### Brief
Whenever a line in the entries below includes the string "environment", count that line. Report the total alone.

### Data under study
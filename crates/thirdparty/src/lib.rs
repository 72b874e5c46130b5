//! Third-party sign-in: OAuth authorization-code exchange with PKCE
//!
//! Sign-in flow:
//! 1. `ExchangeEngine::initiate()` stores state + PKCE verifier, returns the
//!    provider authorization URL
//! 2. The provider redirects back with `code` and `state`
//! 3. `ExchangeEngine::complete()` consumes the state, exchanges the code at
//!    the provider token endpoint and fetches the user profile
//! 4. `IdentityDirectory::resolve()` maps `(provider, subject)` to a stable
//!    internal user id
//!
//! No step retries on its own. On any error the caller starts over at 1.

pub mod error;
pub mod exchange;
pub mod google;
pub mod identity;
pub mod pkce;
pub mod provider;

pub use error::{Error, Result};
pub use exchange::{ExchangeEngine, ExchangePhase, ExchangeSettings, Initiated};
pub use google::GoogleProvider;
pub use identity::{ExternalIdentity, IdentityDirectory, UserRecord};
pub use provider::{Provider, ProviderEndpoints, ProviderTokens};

==

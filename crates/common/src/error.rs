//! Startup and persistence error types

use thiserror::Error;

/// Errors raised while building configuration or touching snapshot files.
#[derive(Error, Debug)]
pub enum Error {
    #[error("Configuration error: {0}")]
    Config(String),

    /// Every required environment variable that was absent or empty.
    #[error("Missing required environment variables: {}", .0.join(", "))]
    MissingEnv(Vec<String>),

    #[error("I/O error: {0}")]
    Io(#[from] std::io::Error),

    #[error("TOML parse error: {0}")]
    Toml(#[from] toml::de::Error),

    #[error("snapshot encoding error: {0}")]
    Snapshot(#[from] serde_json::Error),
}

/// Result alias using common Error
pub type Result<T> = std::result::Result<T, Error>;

### Exercise output
2